CN111930720A

CN111930720A - Data tilt processing method, system, electronic device and medium

Info

Publication number: CN111930720A
Application number: CN202010863679.2A
Authority: CN
Inventors: 沈佳佳; 于美丽; 张帆
Original assignee: Ctrip Computer Technology Shanghai Co Ltd
Current assignee: Ctrip Computer Technology Shanghai Co Ltd
Priority date: 2020-08-25
Filing date: 2020-08-25
Publication date: 2020-11-13

Abstract

The invention discloses a processing method, a system, electronic equipment and a medium for data inclination, wherein the processing method for data inclination comprises the following steps: acquiring an inclined key value; splicing the inclined key value with a random number to obtain a splicing key value; expanding the capacity of the second large table according to the splicing key value to obtain an expanded large table; and associating the first large table with the capacity expansion large table. The invention makes the distribution of the key value data more uniform through the data inclination processing, thereby solving the problem of data inclination when the large table is associated with the large table, saving the computing resource, accelerating the computing speed and saving the running time.

Description

Data tilt processing method, system, electronic device and medium

Technical Field

The invention belongs to the technical field of big data calculation optimization, and particularly relates to a data tilt processing method, a data tilt processing system, electronic equipment and a medium.

Background

When large tables are associated with large tables for HDFS (distributed file system) based offline computing, the data is often skewed. In the prior art, the key value of the data skew is often directly calculated without processing. In addition, the basic data form partitions and tasks (tasks) according to the key values, when the number of the key values of the basic data is not uniformly distributed, the processing time of each Task, the occupied memory and a Central Processing Unit (CPU) are not balanced, the total processing time depends on the processing time of the latest Task, and the waste of computing resources and the long computing time are finally caused.

Disclosure of Invention

The invention provides a data tilt processing method, a system, electronic equipment and a medium, aiming at overcoming the defect of long processing time caused by uneven distribution of the number of key values in the prior art.

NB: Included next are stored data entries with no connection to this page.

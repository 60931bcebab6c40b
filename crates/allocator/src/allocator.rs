//! Token Allocation Core
//!
//! Selects a (identity, manager) pair for an incoming request under a
//! configured strategy, considering an optional owning user. Restructured
//! from the shape of a round-robin-only account pool, generalized to the
//! three strategies below instead of a single hardwired policy.

use std::collections::HashMap;
use std::sync::Arc;

use tokio::sync::Mutex;
use tracing::{debug, info};

use common::Clock;
use credential::{CredentialManager, ManagerRegistry};
use store::{IdentityRecord, PersistentStore, Status, Visibility};

use crate::error::{Error, Result};
use crate::scorer;
use crate::strategy::Strategy;

/// Cursor/sequential-state key: `None` collapses anonymous callers onto one
/// shared key, `Some(user_id)` gives each user their own cursor.
type CursorKey = Option<u64>;

pub struct Allocator {
    store: Arc<dyn PersistentStore>,
    registry: Arc<ManagerRegistry>,
    clock: Arc<dyn Clock>,
    default_strategy: Strategy,
    min_success_rate: f64,
    self_use_mode: bool,
    round_robin_cursors: Mutex<HashMap<CursorKey, usize>>,
    sequential_current: Mutex<HashMap<CursorKey, u64>>,
}

impl Allocator {
    pub fn new(
        store: Arc<dyn PersistentStore>,
        registry: Arc<ManagerRegistry>,
        clock: Arc<dyn Clock>,
        default_strategy: Strategy,
        min_success_rate: f64,
        self_use_mode: bool,
    ) -> Self {
        Self {
            store,
            registry,
            clock,
            default_strategy,
            min_success_rate,
            self_use_mode,
            round_robin_cursors: Mutex::new(HashMap::new()),
            sequential_current: Mutex::new(HashMap::new()),
        }
    }

    /// Select the best identity for this call, constructing/fetching its
    /// `CredentialManager` from the registry.
    pub async fn get_best_token(
        &self,
        user_id: Option<u64>,
        strategy_override: Option<Strategy>,
    ) -> Result<(IdentityRecord, Arc<CredentialManager>)> {
        let strategy = strategy_override.unwrap_or(self.default_strategy);
        let candidates = self.candidate_set(user_id).await?;

        let best = self.select_by_strategy(candidates, user_id, strategy).await?;
        let manager = self.registry.get_or_create(best.id).await.map_err(|e| {
            Error::NoTokenAvailable(format!("credentials missing for identity {}: {e}", best.id))
        })?;
        metrics::counter!("allocator_selections_total", "strategy" => strategy_label(strategy))
            .increment(1);
        Ok((best, manager))
    }

    /// Record a usage outcome for an identity, updating its counters and
    /// `last_used` in the store. Non-suspending beyond the store write
    /// itself; never holds a cursor lock during this call.
    pub async fn record_usage(&self, identity_id: u64, success: bool) -> Result<()> {
        self.store
            .record_token_usage(identity_id, success, self.clock.now_millis())
            .await?;
        let outcome = if success { "success" } else { "failure" };
        metrics::counter!("allocator_usage_total", "outcome" => outcome).increment(1);
        Ok(())
    }

    /// Operator hook: forget the "current" sequential identity for a key,
    /// forcing the next call to start over from the lowest id.
    pub async fn reset_sequential(&self, user_id: Option<u64>) {
        self.sequential_current.lock().await.remove(&user_id);
    }

    async fn candidate_set(&self, user_id: Option<u64>) -> Result<Vec<IdentityRecord>> {
        if let Some(uid) = user_id {
            let user_tokens = self.store.get_user_tokens(uid).await?;
            let active: Vec<IdentityRecord> = user_tokens
                .into_iter()
                .filter(|t| {
                    t.status == Status::Active
                        && (!self.self_use_mode || t.visibility == Visibility::Private)
                })
                .collect();
            if !active.is_empty() {
                return Ok(active);
            }
        }

        if self.self_use_mode {
            return Err(Error::NoTokenAvailable(
                "self-use mode: public token pool disabled".into(),
            ));
        }

        let public = self.store.get_public_tokens().await?;
        if public.is_empty() {
            return Err(Error::NoTokenAvailable("no public tokens available".into()));
        }
        Ok(public)
    }

    async fn select_by_strategy(
        &self,
        candidates: Vec<IdentityRecord>,
        user_id: Option<u64>,
        strategy: Strategy,
    ) -> Result<IdentityRecord> {
        if candidates.is_empty() {
            return Err(Error::NoTokenAvailable("no candidates".into()));
        }

        match strategy {
            Strategy::ScoreBased => Ok(self.select_score_based(candidates)),
            Strategy::RoundRobin => Ok(self.select_round_robin(candidates, user_id).await),
            Strategy::Sequential => Ok(self.select_sequential(candidates, user_id).await),
        }
    }

    fn select_score_based(&self, candidates: Vec<IdentityRecord>) -> IdentityRecord {
        let now = self.clock.now_millis();
        let filtered: Vec<&IdentityRecord> = candidates
            .iter()
            .filter(|c| !(c.total() >= 10 && c.success_rate() < self.min_success_rate))
            .collect();
        let pool: Vec<&IdentityRecord> = if filtered.is_empty() {
            debug!("score_based filter emptied candidate set, reverting to unfiltered pool");
            candidates.iter().collect()
        } else {
            filtered
        };

        let mut scored: Vec<(&IdentityRecord, f64)> = pool
            .into_iter()
            .map(|c| (c, scorer::score(c, now, self.min_success_rate)))
            .collect();
        scored.sort_by(|(a, sa), (b, sb)| {
            sb.partial_cmp(sa)
                .unwrap_or(std::cmp::Ordering::Equal)
                .then_with(|| a.id.cmp(&b.id))
        });
        scored[0].0.clone()
    }

    async fn select_round_robin(
        &self,
        mut candidates: Vec<IdentityRecord>,
        user_id: Option<u64>,
    ) -> IdentityRecord {
        candidates.sort_by_key(|c| c.id);
        let n = candidates.len();

        let mut cursors = self.round_robin_cursors.lock().await;
        let idx = *cursors.get(&user_id).unwrap_or(&0);
        cursors.insert(user_id, (idx + 1) % n);
        drop(cursors);

        candidates[idx % n].clone()
    }

    async fn select_sequential(
        &self,
        mut candidates: Vec<IdentityRecord>,
        user_id: Option<u64>,
    ) -> IdentityRecord {
        candidates.sort_by_key(|c| c.id);
        let n = candidates.len();

        let mut current = self.sequential_current.lock().await;
        let current_id = current.get(&user_id).copied();

        if let Some(current_id) = current_id {
            if let Some(pos) = candidates.iter().position(|c| c.id == current_id) {
                let candidate = &candidates[pos];
                if candidate.status == Status::Active {
                    let switch = candidate.total() > 10 && candidate.success_rate() < 0.3;
                    if switch {
                        let next = &candidates[(pos + 1) % n];
                        info!(
                            from = current_id,
                            to = next.id,
                            "sequential strategy advancing past low-success identity"
                        );
                        current.insert(user_id, next.id);
                        return next.clone();
                    }
                    return candidate.clone();
                }
            }
        }

        current.insert(user_id, candidates[0].id);
        candidates[0].clone()
    }
}

fn strategy_label(strategy: Strategy) -> &'static str {
    match strategy {
        Strategy::ScoreBased => "score_based",
        Strategy::RoundRobin => "round_robin",
        Strategy::Sequential => "sequential",
    }
}

#[cfg(test)]
mod tests {
    use super::*;
    use store::{EncryptionKey, JsonFileStore};

    async fn test_store(dir: &tempfile::TempDir) -> Arc<JsonFileStore> {
        let path = dir.path().join("identities.json");
        let key = EncryptionKey::new([9u8; 32]);
        Arc::new(JsonFileStore::load(path, key).await.unwrap())
    }

    fn public_record(id: u64, success: u64, fail: u64) -> IdentityRecord {
        IdentityRecord {
            id,
            owner_id: None,
            visibility: Visibility::Public,
            status: Status::Active,
            region: "us-east-1".into(),
            profile_arn: None,
            success_count: success,
            fail_count: fail,
            last_used: None,
            last_check_ok: None,
            last_check_error: None,
        }
    }

    fn allocator_for(
        store: Arc<JsonFileStore>,
        strategy: Strategy,
        self_use_mode: bool,
    ) -> Allocator {
        let clock: Arc<dyn Clock> = Arc::new(common::ManualClock::new());
        let dyn_store: Arc<dyn PersistentStore> = store.clone();
        let registry = Arc::new(ManagerRegistry::new(
            dyn_store.clone(),
            clock.clone(),
            reqwest::Client::new(),
        ));
        Allocator::new(dyn_store, registry, clock, strategy, 0.5, self_use_mode)
    }

    #[tokio::test]
    async fn round_robin_cycles_through_three_identities() {
        let dir = tempfile::tempdir().unwrap();
        let store = test_store(&dir).await;
        for id in [10, 20, 30] {
            store
                .put(public_record(id, 0, 0), &format!("rt_{id}"), None, None)
                .await
                .unwrap();
        }
        let alloc = allocator_for(store, Strategy::RoundRobin, false);

        let mut seen = Vec::new();
        for _ in 0..7 {
            let (identity, _) = alloc.get_best_token(None, None).await.unwrap();
            seen.push(identity.id);
        }
        assert_eq!(seen, vec![10, 20, 30, 10, 20, 30, 10]);
    }

    #[tokio::test]
    async fn score_based_prefers_high_success_rate() {
        let dir = tempfile::tempdir().unwrap();
        let store = test_store(&dir).await;
        // A: 100/0 total=100 rate=1.0; B: 4/16 total=20 rate=0.2 < 0.5 threshold
        store
            .put(public_record(1, 100, 0), "rt_a", None, None)
            .await
            .unwrap();
        store
            .put(public_record(2, 4, 16), "rt_b", None, None)
            .await
            .unwrap();
        let alloc = allocator_for(store, Strategy::ScoreBased, false);

        let (best, _) = alloc.get_best_token(None, None).await.unwrap();
        assert_eq!(best.id, 1);
    }

    #[tokio::test]
    async fn score_based_filter_relaxes_at_total_ten() {
        let dir = tempfile::tempdir().unwrap();
        let store = test_store(&dir).await;
        store
            .put(public_record(1, 100, 0), "rt_a", None, None)
            .await
            .unwrap();
        // total = 10, not > 10, so the filter doesn't exclude it even though
        // its rate (0.5) sits right at the threshold.
        store
            .put(public_record(2, 5, 5), "rt_b", None, None)
            .await
            .unwrap();
        let alloc = allocator_for(store, Strategy::ScoreBased, false);

        let (best, _) = alloc.get_best_token(None, None).await.unwrap();
        // Both remain candidates; the scorer still prefers the higher rate.
        assert_eq!(best.id, 1);
    }

    #[tokio::test]
    async fn sequential_sticks_until_low_success_rate() {
        let dir = tempfile::tempdir().unwrap();
        let store = test_store(&dir).await;
        store
            .put(public_record(1, 0, 0), "rt_a", None, None)
            .await
            .unwrap();
        store
            .put(public_record(2, 0, 0), "rt_b", None, None)
            .await
            .unwrap();
        let alloc = allocator_for(store, Strategy::Sequential, false);

        let (first, _) = alloc.get_best_token(None, None).await.unwrap();
        assert_eq!(first.id, 1);
        let (second, _) = alloc.get_best_token(None, None).await.unwrap();
        assert_eq!(second.id, 1, "sequential should stick to the first identity");
    }

    #[tokio::test]
    async fn sequential_advances_past_low_success_identity() {
        let dir = tempfile::tempdir().unwrap();
        let store = test_store(&dir).await;
        // total=20 > 10, rate=0.1 < 0.3 -> should advance on next call
        store
            .put(public_record(1, 2, 18), "rt_a", None, None)
            .await
            .unwrap();
        store
            .put(public_record(2, 0, 0), "rt_b", None, None)
            .await
            .unwrap();
        let alloc = allocator_for(store, Strategy::Sequential, false);

        // Force identity 1 to become "current" via reset + a call, then the
        // next call observes its low success rate and switches.
        {
            let mut current = alloc.sequential_current.lock().await;
            current.insert(None, 1);
        }
        let (selected, _) = alloc.get_best_token(None, None).await.unwrap();
        assert_eq!(selected.id, 2);
    }

    #[tokio::test]
    async fn empty_candidate_set_errors() {
        let dir = tempfile::tempdir().unwrap();
        let store = test_store(&dir).await;
        let alloc = allocator_for(store, Strategy::ScoreBased, false);
        let result = alloc.get_best_token(None, None).await;
        assert!(matches!(result, Err(Error::NoTokenAvailable(_))));
    }

    #[tokio::test]
    async fn self_use_mode_disables_public_pool_for_anonymous() {
        let dir = tempfile::tempdir().unwrap();
        let store = test_store(&dir).await;
        store
            .put(public_record(1, 0, 0), "rt_a", None, None)
            .await
            .unwrap();
        let alloc = allocator_for(store, Strategy::ScoreBased, true);
        let result = alloc.get_best_token(None, None).await;
        assert!(matches!(result, Err(Error::NoTokenAvailable(_))));
    }

    #[tokio::test]
    async fn reset_sequential_clears_current_choice() {
        let dir = tempfile::tempdir().unwrap();
        let store = test_store(&dir).await;
        store
            .put(public_record(5, 0, 0), "rt_a", None, None)
            .await
            .unwrap();
        let alloc = allocator_for(store, Strategy::Sequential, false);
        alloc.get_best_token(None, None).await.unwrap();
        assert!(alloc.sequential_current.lock().await.contains_key(&None));
        alloc.reset_sequential(None).await;
        assert!(!alloc.sequential_current.lock().await.contains_key(&None));
    }

    #[tokio::test]
    async fn record_usage_updates_counters() {
        let dir = tempfile::tempdir().unwrap();
        let store = test_store(&dir).await;
        store
            .put(public_record(1, 0, 0), "rt_a", None, None)
            .await
            .unwrap();
        let dyn_store: Arc<dyn PersistentStore> = store.clone();
        let clock: Arc<dyn Clock> = Arc::new(common::ManualClock::new());
        let registry = Arc::new(ManagerRegistry::new(
            dyn_store.clone(),
            clock.clone(),
            reqwest::Client::new(),
        ));
        let alloc = Allocator::new(dyn_store, registry, clock, Strategy::ScoreBased, 0.5, false);

        alloc.record_usage(1, true).await.unwrap();
        let updated = store.get_identity(1).await.unwrap().unwrap();
        assert_eq!(updated.success_count, 1);
    }
}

The invention solves the technical problems through the following technical scheme:

the invention provides a data skew processing method, which comprises the following steps:

acquiring an inclined key value;

splicing the inclined key value with a random number to obtain a splicing key value;

expanding the capacity of the second large table according to the splicing key value to obtain an expanded large table;

and associating the first large table with the capacity expansion large table.

Preferably, the step of obtaining the tilted key value includes:

and if the statistic of the ID is larger than the preset threshold value, setting the ID as an inclined key value, and setting the statistic as the statistic of the ID in the second large table.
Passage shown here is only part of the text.